"How often do you get an opportunity to truly use your craft to really be a voice for someone who doesn't have one?"
Trap House sounds humbled and sincere when he says this over the phone. A local rapper who's also an anti-gun violence activist, Trap House is no stranger to giving back to the community. He's given voice to the voiceless before, but not quite like this.
Children's Miracle Network Hospitals recently posted a touching video with Trap House that has gone viral. The focus of the video (directed by award-winning filmmaker Torben Berhard) is on another local rapper, 17-year old Isaiah Acosta. Acosta is like most other young rap hopefuls: he spends his days making beats and filling notebooks with rhymes. There is one crucial difference that sets him apart: Acosta was born without a lower jaw.
Acosta was born with a rare and debilitating medical condition: he had no pathways to allow oxygen to flow into his body. Mute and without a lower jaw, doctors told his parents that their boy would probably never walk. Despite the nearly insurmountable odds, Acosta was able to walk and learned how to communicate through a combination of unique hand signals and using his phone.
Acosta's rapping dreams are unprecedented. Aside from Kanye West's debut single, where he spat rhymes through jaws that were wired shut due to an accident, there's never really been a case of someone trying to rap who's physically incapable of rapping. It seemed like an impossible dream, but thanks to the efforts of Phoenix Children's Hospital, the Children's Miracle Network Hospitals charity, and Trap House, it was a dream that actually came true.
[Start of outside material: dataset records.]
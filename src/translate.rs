//! Best-effort translation of display names into the working language.

use std::collections::{BTreeSet, HashMap};

use futures::stream::{self, StreamExt};
use reqwest::Client;
use tracing::{debug, warn};

const TRANSLATE_BASE: &str = "https://translate.googleapis.com";
const MAX_CONCURRENT_TRANSLATIONS: usize = 8;

#[derive(Debug, thiserror::Error)]
pub enum TranslateError {
    #[error("translation failed: status {0}")]
    Status(u16),

    #[error("unexpected translation response: {0}")]
    Malformed(String),

    #[error("invalid translation URL: {0}")]
    InvalidUrl(#[from] url::ParseError),

    #[error("Network error: {0}")]
    Network(#[from] reqwest::Error),
}

pub trait Translate {
    async fn translate(&self, text: &str, target: &str) -> Result<String, TranslateError>;
}

/// Public Google Translate endpoint with automatic source-language detection.
#[derive(Clone)]
pub struct GoogleTranslate {
    http: Client,
    base_url: String,
}

impl GoogleTranslate {
    pub fn new(http: Client) -> Self {
        Self {
            http,
            base_url: TRANSLATE_BASE.to_string(),
        }
    }

    #[cfg(test)]
    pub(crate) fn with_base_url(http: Client, base_url: &str) -> Self {
        Self {
            http,
            base_url: base_url.to_string(),
        }
    }
}

impl Translate for GoogleTranslate {
    async fn translate(&self, text: &str, target: &str) -> Result<String, TranslateError> {
        let mut url = url::Url::parse(&format!("{}/translate_a/single", self.base_url))?;
        url.query_pairs_mut()
            .append_pair("client", "gtx")
            .append_pair("sl", "auto")
            .append_pair("tl", target)
            .append_pair("dt", "t")
            .append_pair("q", text);

        let response = self.http.get(url).send().await?;
        let status = response.status();
        if !status.is_success() {
            return Err(TranslateError::Status(status.as_u16()));
        }

        let body: serde_json::Value = response
            .json()
            .await
            .map_err(|e| TranslateError::Malformed(e.to_string()))?;
        join_segments(&body)
    }
}

/// The response is `[[["translated", "source", ...], ...], ...]`; the
/// translation is the concatenation of each segment's first element.
fn join_segments(body: &serde_json::Value) -> Result<String, TranslateError> {
    let segments = body
        .get(0)
        .and_then(|v| v.as_array())
        .ok_or_else(|| TranslateError::Malformed("missing segment list".into()))?;

    let joined: String = segments
        .iter()
        .filter_map(|seg| seg.get(0).and_then(|t| t.as_str()))
        .collect();

    if joined.is_empty() {
        return Err(TranslateError::Malformed("no translated text".into()));
    }
    Ok(joined)
}

/// Translations computed ahead of normalization so that normalizing stays a
/// pure lookup. Unknown terms translate to themselves.
#[derive(Debug, Clone, Default, PartialEq)]
pub struct Glossary {
    entries: HashMap<String, String>,
}

impl Glossary {
    /// Translates each distinct non-blank term. Failures are logged and left
    /// out, which makes the term fall back to its original text.
    pub async fn build<'a>(
        translator: &impl Translate,
        terms: impl IntoIterator<Item = &'a str>,
        target: &str,
    ) -> Self {
        let unique: BTreeSet<&str> = terms
            .into_iter()
            .map(str::trim)
            .filter(|t| !t.is_empty())
            .collect();
        let requested = unique.len();

        let entries: HashMap<String, String> = stream::iter(unique)
            .map(|term| async move {
                match translator.translate(term, target).await {
                    Ok(translated) => Some((term.to_string(), translated)),
                    Err(e) => {
                        warn!(error = %e, "translation failed, keeping original text");
                        None
                    }
                }
            })
            .buffer_unordered(MAX_CONCURRENT_TRANSLATIONS)
            .filter_map(|entry| async move { entry })
            .collect()
            .await;

        debug!(requested, translated = entries.len(), target, "glossary built");
        Self { entries }
    }

    pub fn translate(&self, text: &str) -> String {
        self.entries
            .get(text.trim())
            .cloned()
            .unwrap_or_else(|| text.to_string())
    }

    pub fn len(&self) -> usize {
        self.entries.len()
    }

    pub fn is_empty(&self) -> bool {
        self.entries.is_empty()
    }
}

impl FromIterator<(String, String)> for Glossary {
    fn from_iter<I: IntoIterator<Item = (String, String)>>(iter: I) -> Self {
        Self {
            entries: iter.into_iter().collect(),
        }
    }
}
//! Fixtures and mock collaborators shared by unit tests.

use std::sync::atomic::{AtomicUsize, Ordering};
use std::time::Duration;

use crate::ai::{AiError, CompletionRequest, CompletionService};
use crate::normalize::normalize;
use crate::places::types::{AuthorAttribution, LatLng, LocalizedText, RawPhoto, RawPlace, RawReview};
use crate::places::{ImageSource, MediaError};
use crate::record::PlaceRecord;
use crate::translate::Glossary;

fn text(value: &str) -> Option<LocalizedText> {
    Some(LocalizedText {
        text: Some(value.to_string()),
        language_code: Some("en".to_string()),
    })
}

/// A place named `name` with one review per entry of `reviews` and one photo
/// handle per entry of `photos`.
pub fn raw_place(name: &str, reviews: &[&str], photos: &[&str]) -> RawPlace {
    RawPlace {
        id: Some(format!("id-{name}")),
        display_name: text(name),
        formatted_address: Some(format!("{name} street 1")),
        location: Some(LatLng {
            latitude: Some(44.97),
            longitude: Some(-93.26),
        }),
        reviews: Some(
            reviews
                .iter()
                .enumerate()
                .map(|(i, r)| RawReview {
                    text: text(r),
                    original_text: text(r),
                    rating: Some(4),
                    publish_time: Some(format!("2024-01-{:02}T10:00:00Z", i + 1)),
                    author_attribution: Some(AuthorAttribution {
                        display_name: Some(format!("author {i}")),
                        uri: None,
                    }),
                    ..RawReview::default()
                })
                .collect(),
        ),
        photos: Some(
            photos
                .iter()
                .map(|p| RawPhoto {
                    name: Some(p.to_string()),
                    google_maps_uri: Some(format!("https://maps.example/{p}")),
                })
                .collect(),
        ),
        ..RawPlace::default()
    }
}

pub fn record(name: &str, reviews: &[&str], photos: &[&str]) -> PlaceRecord {
    normalize(&raw_place(name, reviews, photos), &Glossary::default())
}

type Behavior = fn(&CompletionRequest) -> Result<String, AiError>;
type Latency = fn(&CompletionRequest) -> Duration;

/// Completion service driven by a response function. Tracks call count and
/// the peak number of concurrent calls.
pub struct ScriptedAi {
    behavior: Behavior,
    latency: Latency,
    pub calls: AtomicUsize,
    in_flight: AtomicUsize,
    pub peak: AtomicUsize,
}

impl ScriptedAi {
    pub fn new(behavior: Behavior) -> Self {
        Self::with_latency(behavior, |_| Duration::ZERO)
    }

    pub fn with_latency(behavior: Behavior, latency: Latency) -> Self {
        Self {
            behavior,
            latency,
            calls: AtomicUsize::new(0),
            in_flight: AtomicUsize::new(0),
            peak: AtomicUsize::new(0),
        }
    }

    /// Echoes the user content back, so callers can tell which record a
    /// result came from.
    pub fn echo() -> Self {
        Self::new(|req| Ok(format!("echo: {}", req.user)))
    }

    pub fn calls(&self) -> usize {
        self.calls.load(Ordering::SeqCst)
    }
}

impl CompletionService for ScriptedAi {
    async fn complete(&self, request: &CompletionRequest) -> Result<String, AiError> {
        self.calls.fetch_add(1, Ordering::SeqCst);
        let now = self.in_flight.fetch_add(1, Ordering::SeqCst) + 1;
        self.peak.fetch_max(now, Ordering::SeqCst);

        let latency = (self.latency)(request);
        if !latency.is_zero() {
            tokio::time::sleep(latency).await;
        }

        self.in_flight.fetch_sub(1, Ordering::SeqCst);
        (self.behavior)(request)
    }
}

/// Serves fixed bytes for every handle; handles starting with `broken` fail.
pub struct StaticImages;

impl ImageSource for StaticImages {
    async fn fetch_photo(&self, handle: &str) -> Result<Vec<u8>, MediaError> {
        if handle.starts_with("broken") {
            return Err(MediaError::Status(404));
        }
        Ok(b"jpeg".to_vec())
    }

    async fn fetch_street_view(&self, _location: &str) -> Result<Vec<u8>, MediaError> {
        Ok(b"street".to_vec())
    }
}
use std::future::Future;
use std::time::Duration;

use tracing::warn;

use super::AiError;

pub const RATE_LIMIT_PLACEHOLDER: &str = "Rate limit exceeded after multiple retries.";
pub const CONTENT_BLOCKED_PLACEHOLDER: &str = "Content blocked due to moderation policy";

/// Exponential backoff: attempt `n` (0-based) waits `base_delay * 2^n`
/// before the next call. `max_retries` counts retries after the first call.
#[derive(Debug, Clone, Copy, PartialEq, Eq)]
pub struct RetryPolicy {
    pub max_retries: u32,
    pub base_delay: Duration,
}

impl Default for RetryPolicy {
    fn default() -> Self {
        Self {
            max_retries: 8,
            base_delay: Duration::from_secs(1),
        }
    }
}

impl RetryPolicy {
    pub fn delay(&self, attempt: u32) -> Duration {
        self.base_delay.saturating_mul(2u32.saturating_pow(attempt))
    }
}

/// Transient failures worth another attempt. Auth and moderation failures
/// will not change on retry.
pub fn is_retriable(err: &AiError) -> bool {
    match err {
        AiError::RateLimited | AiError::Network(_) | AiError::Malformed(_) => true,
        AiError::Api { code, .. } => *code == 408 || *code >= 500,
        AiError::ApiKeyNotSet
        | AiError::Unauthorized(_)
        | AiError::ContentBlocked(_)
        | AiError::LimiterClosed => false,
    }
}

/// Runs `call` until it succeeds, fails with a non-retriable error, or the
/// retry budget is spent. Returns the last error in the latter cases.
pub async fn with_backoff<T, F, Fut>(
    policy: &RetryPolicy,
    label: &str,
    mut call: F,
) -> Result<T, AiError>
where
    F: FnMut() -> Fut,
    Fut: Future<Output = Result<T, AiError>>,
{
    let mut attempt = 0;
    loop {
        match call().await {
            Ok(value) => return Ok(value),
            Err(e) if attempt < policy.max_retries && is_retriable(&e) => {
                let delay = policy.delay(attempt);
                warn!(
                    call = label,
                    attempt = attempt + 1,
                    max_retries = policy.max_retries,
                    delay_ms = delay.as_millis() as u64,
                    error = %e,
                    "retrying after transient failure"
                );
                tokio::time::sleep(delay).await;
                attempt += 1;
            }
            Err(e) => return Err(e),
        }
    }
}

/// Text produced by an AI call, or a placeholder standing in for it.
#[derive(Debug, Clone, PartialEq, Eq)]
pub struct Reply {
    pub text: String,
    pub degraded: bool,
}

impl Reply {
    pub fn ok(text: impl Into<String>) -> Self {
        Self {
            text: text.into(),
            degraded: false,
        }
    }

    pub fn degraded(text: impl Into<String>) -> Self {
        Self {
            text: text.into(),
            degraded: true,
        }
    }
}

/// Turns a finished call into a reply. Fatal errors pass through so the
/// caller can stop the batch; everything else becomes a placeholder.
pub fn settle(result: Result<String, AiError>) -> Result<Reply, AiError> {
    match result {
        Ok(text) => Ok(Reply::ok(text)),
        Err(e) if e.is_fatal() => Err(e),
        Err(AiError::RateLimited) => Ok(Reply::degraded(RATE_LIMIT_PLACEHOLDER)),
        Err(AiError::ContentBlocked(_)) => Ok(Reply::degraded(CONTENT_BLOCKED_PLACEHOLDER)),
        Err(AiError::Api { code, .. }) if (400..500).contains(&code) => {
            Ok(Reply::degraded(format!("Request rejected (HTTP {code})")))
        }
        Err(e) => Ok(Reply::degraded(format!("Failed after retries: {e}"))),
    }
}
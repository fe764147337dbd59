//! Per-record enrichment with AI summaries and image captions.
//!
//! Every AI call goes through one batch-wide semaphore, so the number of
//! requests in flight never exceeds `max_in_flight` no matter how many
//! records or photos a batch carries. A permit is held for the whole life of
//! a call, retries and backoff sleeps included.

pub mod prompts;
pub mod reviews;

use std::collections::BTreeSet;
use std::future::Future;

use base64::Engine;
use base64::engine::general_purpose::STANDARD;
use futures::future::try_join_all;
use futures::stream::{FuturesUnordered, StreamExt};
use tokio::sync::{Semaphore, SemaphorePermit};
use tokio::time::Instant;
use tracing::{debug, info, warn};

use crate::ai::retry::{Reply, RetryPolicy, settle, with_backoff};
use crate::ai::{AiError, CompletionRequest, CompletionService};
use crate::places::{ImageSource, MediaError};
use crate::record::{Enrichment, Photo, PhotoInsight, PlaceRecord};

pub const STREET_VIEW_MISSING: &str = "Street view is not provided";

/// Optional enrichment categories. Basic identity fields are always present.
#[derive(Debug, Clone, Copy, PartialEq, Eq, PartialOrd, Ord, Hash, clap::ValueEnum)]
pub enum Tier {
    Reviews,
    Photos,
}

pub type Tiers = BTreeSet<Tier>;

#[derive(Debug, Clone)]
pub struct EnrichConfig {
    pub tiers: Tiers,
    pub max_in_flight: usize,
    pub retry: RetryPolicy,
}

impl Default for EnrichConfig {
    fn default() -> Self {
        Self {
            tiers: Tiers::new(),
            max_in_flight: 25,
            retry: RetryPolicy::default(),
        }
    }
}

#[derive(Debug, Clone, PartialEq, Eq)]
pub struct ReviewInsights {
    pub summary: String,
    pub rating: String,
    pub span: String,
}

/// Outcome of one batch. `completed < total` only when the deadline cut the
/// batch short.
#[derive(Debug, Clone, Copy, PartialEq, Eq)]
pub struct EnrichReport {
    pub total: usize,
    pub completed: usize,
    pub timed_out: bool,
}

/// Enriches records under one shared concurrency limit. After a batch
/// fails with a fatal error the limit is closed, and every later call on the
/// same enricher fails with [`AiError::LimiterClosed`] without reaching the
/// service.
pub struct Enricher<'a, C, I> {
    completion: &'a C,
    images: &'a I,
    limiter: Semaphore,
    config: EnrichConfig,
}

impl<'a, C: CompletionService, I: ImageSource> Enricher<'a, C, I> {
    pub fn new(completion: &'a C, images: &'a I, config: EnrichConfig) -> Self {
        Self {
            completion,
            images,
            limiter: Semaphore::new(config.max_in_flight.max(1)),
            config,
        }
    }

    pub fn tiers(&self) -> &Tiers {
        &self.config.tiers
    }

    async fn permit(&self) -> Result<SemaphorePermit<'_>, AiError> {
        self.limiter.acquire().await.map_err(|_| AiError::LimiterClosed)
    }

    /// Retries and settles one call. The caller must already hold a permit.
    async fn attempt(&self, label: &str, request: &CompletionRequest) -> Result<Reply, AiError> {
        let completion = self.completion;
        let result =
            with_backoff(&self.config.retry, label, move || completion.complete(request)).await;
        if let Err(e) = &result
            && !e.is_fatal()
        {
            warn!(call = label, error = %e, "AI call degraded to placeholder");
        }
        settle(result)
    }

    async fn call(&self, label: &str, request: CompletionRequest) -> Result<Reply, AiError> {
        let _permit = self.permit().await?;
        self.attempt(label, &request).await
    }

    /// Rewrites free-text keywords into a neutral vision instruction. Blank
    /// keywords, or a call that only produced a placeholder, yield the
    /// default instruction.
    pub async fn build_safe_prompt(&self, keywords: &str) -> Result<String, AiError> {
        let keywords = keywords.trim();
        if keywords.is_empty() {
            return Ok(prompts::DEFAULT_VISION_PROMPT.to_string());
        }
        let reply = self.call("safe_prompt", prompts::safe_prompt(keywords)).await?;
        if reply.degraded {
            warn!("safe prompt unavailable, using default vision prompt");
            return Ok(prompts::DEFAULT_VISION_PROMPT.to_string());
        }
        Ok(reply.text)
    }

    pub async fn summarize_reviews(&self, record: &PlaceRecord) -> Result<ReviewInsights, AiError> {
        let reviews = record.reviews.value().map(Vec::as_slice).unwrap_or_default();
        let texts: Vec<&str> = reviews
            .iter()
            .filter_map(|r| r.text.value())
            .map(String::as_str)
            .filter(|t| !t.trim().is_empty())
            .collect();

        let summary = if texts.is_empty() {
            prompts::NO_REVIEWS.to_string()
        } else {
            self.call("review_summary", prompts::review_summary(&texts))
                .await?
                .text
        };

        Ok(ReviewInsights {
            summary,
            rating: reviews::rating_summary(reviews),
            span: reviews::review_span(reviews),
        })
    }

    pub async fn caption_photo(&self, photo: &Photo, prompt: &str) -> Result<PhotoInsight, AiError> {
        let handle = photo.name.value().map(String::as_str);
        let fetch = async {
            match handle {
                Some(handle) => self.images.fetch_photo(handle).await,
                None => Err(MediaError::MissingHandle),
            }
        };
        let reply = self.caption_image("photo_caption", fetch, prompt).await?;
        Ok(PhotoInsight {
            insight: reply.text,
            url: photo.url.clone(),
            degraded: reply.degraded,
        })
    }

    /// Looks the place up by coordinate, falling back to its address.
    pub async fn caption_street_view(
        &self,
        record: &PlaceRecord,
        prompt: &str,
    ) -> Result<String, AiError> {
        let identity = &record.identity;
        let location = match (identity.latitude.value(), identity.longitude.value()) {
            (Some(lat), Some(lng)) => Some(format!("{lat},{lng}")),
            _ => identity.address.value().cloned(),
        };
        let Some(location) = location else {
            return Ok(STREET_VIEW_MISSING.to_string());
        };

        let fetch = self.images.fetch_street_view(&location);
        Ok(self.caption_image("street_view", fetch, prompt).await?.text)
    }

    async fn caption_image(
        &self,
        label: &str,
        fetch: impl Future<Output = Result<Vec<u8>, MediaError>>,
        prompt: &str,
    ) -> Result<Reply, AiError> {
        let _permit = self.permit().await?;
        let bytes = match fetch.await {
            Ok(bytes) => bytes,
            Err(e) => {
                warn!(call = label, error = %e, "image fetch failed");
                return Ok(Reply::degraded(format!("Image could not be retrieved: {e}")));
            }
        };
        let request = prompts::caption(prompt, STANDARD.encode(bytes));
        self.attempt(label, &request).await
    }

    /// One paragraph over all real captions; placeholders are left out.
    pub async fn summarize_photos(&self, insights: &[PhotoInsight]) -> Result<String, AiError> {
        let captions: Vec<&str> = insights
            .iter()
            .filter(|i| !i.degraded)
            .map(|i| i.insight.as_str())
            .collect();
        if captions.is_empty() {
            return Ok(prompts::NO_IMAGES.to_string());
        }
        Ok(self
            .call("photo_summary", prompts::photo_summary(&captions))
            .await?
            .text)
    }

    /// Computes every requested tier for one record. Only fatal errors
    /// escape; everything else is folded into placeholder text.
    pub async fn enrich_record(
        &self,
        record: &PlaceRecord,
        vision_prompt: &str,
    ) -> Result<Enrichment, AiError> {
        let tiers = &self.config.tiers;

        let reviews = async {
            if tiers.contains(&Tier::Reviews) {
                self.summarize_reviews(record).await.map(Some)
            } else {
                Ok(None)
            }
        };

        let photos = async {
            if !tiers.contains(&Tier::Photos) {
                return Ok(None);
            }
            let photos = record.photos.value().map(Vec::as_slice).unwrap_or_default();
            let (insights, street_view) = futures::try_join!(
                try_join_all(photos.iter().map(|p| self.caption_photo(p, vision_prompt))),
                self.caption_street_view(record, vision_prompt),
            )?;
            let summary = self.summarize_photos(&insights).await?;
            Ok::<_, AiError>(Some((insights, summary, street_view)))
        };

        let (reviews, photos) = futures::try_join!(reviews, photos)?;

        let mut enrichment = Enrichment::default();
        if let Some(r) = reviews {
            enrichment.review_summary = Some(r.summary);
            enrichment.rating_summary = Some(r.rating);
            enrichment.review_span = Some(r.span);
        }
        if let Some((insights, summary, street_view)) = photos {
            enrichment.photo_insights = Some(insights);
            enrichment.photo_summary = Some(summary);
            enrichment.street_view_insight = Some(street_view);
            enrichment.prompt_used = Some(vision_prompt.to_string());
        }
        Ok(enrichment)
    }

    /// Enriches every record concurrently and writes results back by index,
    /// so output order is input order regardless of completion order.
    ///
    /// When `deadline` passes, in-flight work is dropped and the records
    /// finished so far keep their results. A fatal error aborts the batch.
    pub async fn enrich_batch(
        &self,
        records: &mut [PlaceRecord],
        keywords: &str,
        deadline: Option<Instant>,
    ) -> Result<EnrichReport, AiError> {
        let total = records.len();
        if self.config.tiers.is_empty() {
            debug!(total, "no enrichment tiers requested");
            return Ok(EnrichReport {
                total,
                completed: total,
                timed_out: false,
            });
        }

        info!(total, tiers = ?self.config.tiers, max_in_flight = self.config.max_in_flight, "enriching records");

        let mut slots: Vec<Option<Enrichment>> = vec![None; total];
        let shared: &[PlaceRecord] = records;
        let work = async {
            let vision_prompt = if self.config.tiers.contains(&Tier::Photos) {
                self.build_safe_prompt(keywords).await?
            } else {
                String::new()
            };
            let prompt = vision_prompt.as_str();

            let mut pending: FuturesUnordered<_> = shared
                .iter()
                .enumerate()
                .map(|(index, record)| async move {
                    (index, self.enrich_record(record, prompt).await)
                })
                .collect();

            while let Some((index, result)) = pending.next().await {
                match result {
                    Ok(enrichment) => {
                        debug!(index, place = shared[index].label(), "record enriched");
                        slots[index] = Some(enrichment);
                    }
                    Err(e) => {
                        warn!(index, error = %e, "fatal error, aborting batch");
                        return Err(e);
                    }
                }
            }
            Ok(())
        };

        let outcome = match deadline {
            Some(deadline) => match tokio::time::timeout_at(deadline, work).await {
                Ok(result) => result.map(|()| false),
                Err(_) => Ok(true),
            },
            None => work.await.map(|()| false),
        };
        let timed_out = match outcome {
            Ok(timed_out) => timed_out,
            Err(e) => {
                if e.is_fatal() {
                    self.limiter.close();
                }
                return Err(e);
            }
        };

        let mut completed = 0;
        for (record, slot) in records.iter_mut().zip(slots) {
            if let Some(enrichment) = slot {
                record.enrichment = enrichment;
                completed += 1;
            }
        }

        if timed_out {
            warn!(total, completed, "enrichment deadline reached, returning partial results");
        } else {
            info!(total, "enrichment complete");
        }
        Ok(EnrichReport {
            total,
            completed,
            timed_out,
        })
    }
}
"A gentlemen from the charity reached out to me and told me this awesome story about this kid, born without a lower jaw and completely mute, who has aspirations
Trap House's involvement was crucial: he would become Isaiah's voice on record, rapping verses that Acosta penned about his own struggles.
They recently dropped their first collaboration together, "Oxygen to Fly." The single features uplifting melodies and a positive message from Acosta, who doesn't sugarcoat anything about his condition. Trap House raps Acosta's rhymes as though they were his own, giving them a voice that's laced with strength, authority, and compassion.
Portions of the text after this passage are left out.